We interviewed more than 50 CIOs, CTOs, and cloud program leaders at leading North American enterprises on their cloud programs, including success factors and challenges they faced along the way. In analyzing the results of these interviews, we found out how executives were able to bust some commonly held myths related to cloud value capture as they progressed in their adoption journey. We divided these myths and emerging realities into three distinct imperatives:

  1. Discover the full value of cloud. Cloud is a fundamentally different transformation than adoption of technologies such as LINUX or virtualization, since cloud impacts all back- and front-office business functions. Enterprises can realize value from cloud not only by reducing costs and risks but also via business enablement. Hence, while cloud indeed helps in reducing the costs of owning and running massive data centers, that should not be the primary reason for cloud adoption.

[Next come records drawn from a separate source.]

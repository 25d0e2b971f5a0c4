use anyhow::Result;
use clap::Parser;
use tracing_subscriber::EnvFilter;

mod apply;
mod blueprint;
mod calendar;
mod cli;
mod config;
mod distribute;
mod error;
mod git;
mod history;
mod message;
mod schedule;
mod tags;
mod verify;

use cli::{ApplyArgs, Command, PlanArgs, RootArgs, VerifyArgs};
use config::RewriteConfig;
use git::GitSession;
use history::GitHistoryProvider;

fn main() -> Result<()> {
    tracing_subscriber::fmt()
        .with_env_filter(EnvFilter::from_default_env())
        .with_writer(std::io::stderr)
        .init();

    let args = RootArgs::parse();
    match args.command {
        Command::Plan(args) => cmd_plan(args),
        Command::Apply(args) => cmd_apply(args),
        Command::Verify(args) => cmd_verify(args),
    }
}

fn cmd_plan(args: PlanArgs) -> Result<()> {
    let session = GitSession::open()?;
    let config_path = session.workspace_path(&args.config);
    let config = RewriteConfig::load(&config_path)?;
    let holidays = config.load_holidays(session.repo_root(), &config_path)?;

    let provider = GitHistoryProvider::new(&session);
    let plan = blueprint::build(&provider, &config, &args.source_ref, &holidays)?;

    let output_path = session.workspace_path(&args.output);
    blueprint::write(&plan, &output_path)?;
    tracing::info!(
        commits = plan.commits.len(),
        business_days = plan.business_days.len(),
        "blueprint written"
    );

    let first_day = plan.business_days.first().copied();
    let last_day = plan.business_days.last().copied();
    print_summary(&serde_json::json!({
        "target": plan.meta.target_commit_count,
        "generated": plan.commits.len(),
        "business_days": plan.business_days.len(),
        "date_start": first_day,
        "date_end": last_day,
        "source_tree": plan.meta.source_tree,
        "output": output_path.display().to_string(),
    }))
}

fn cmd_apply(args: ApplyArgs) -> Result<()> {
    let session = GitSession::open()?;
    let blueprint_path = session.workspace_path(&args.blueprint);
    let plan = blueprint::load(&blueprint_path)?;
    let summary = apply::run(&session, &plan)?;
    print_summary(&serde_json::to_value(summary)?)
}

fn cmd_verify(args: VerifyArgs) -> Result<()> {
    let session = GitSession::open()?;
    let config_path = session.workspace_path(&args.config);
    let config = RewriteConfig::load(&config_path)?;
    let holidays = config.load_holidays(session.repo_root(), &config_path)?;
    let blueprint_path = session.workspace_path(&args.blueprint);
    let plan = blueprint::load(&blueprint_path)?;

    let report_path = session.workspace_path(&args.report);
    let summary = verify::run(&session, &config, &plan, &holidays, &report_path)?;
    let passed = summary.passed;
    print_summary(&serde_json::to_value(summary)?)?;
    if !passed {
        std::process::exit(1);
    }
    Ok(())
}

fn print_summary(summary: &serde_json::Value) -> Result<()> {
    println!("{}", serde_json::to_string_pretty(summary)?);
    Ok(())
}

  2. Solve critical technical problems. To maximize value from cloud, it is important to solve complex technological challenges, such as building CSP-specific foundational services; identifying the best approach for application migration (lift and shift versus refactoring versus cloud-native development); creating resiliency patterns; and implementing security-as-code protocols as part of code development.
  3. Deliver organizational change. Success on cloud requires fundamental changes in the operating model to make it product oriented and agile. Investment in FinOps capabilities is important to ensure that cloud costs remain under control and can be tracked efficiently.
To maximize cloud value capture, build a cloud platform that prioritizes impact, scalability, and agility.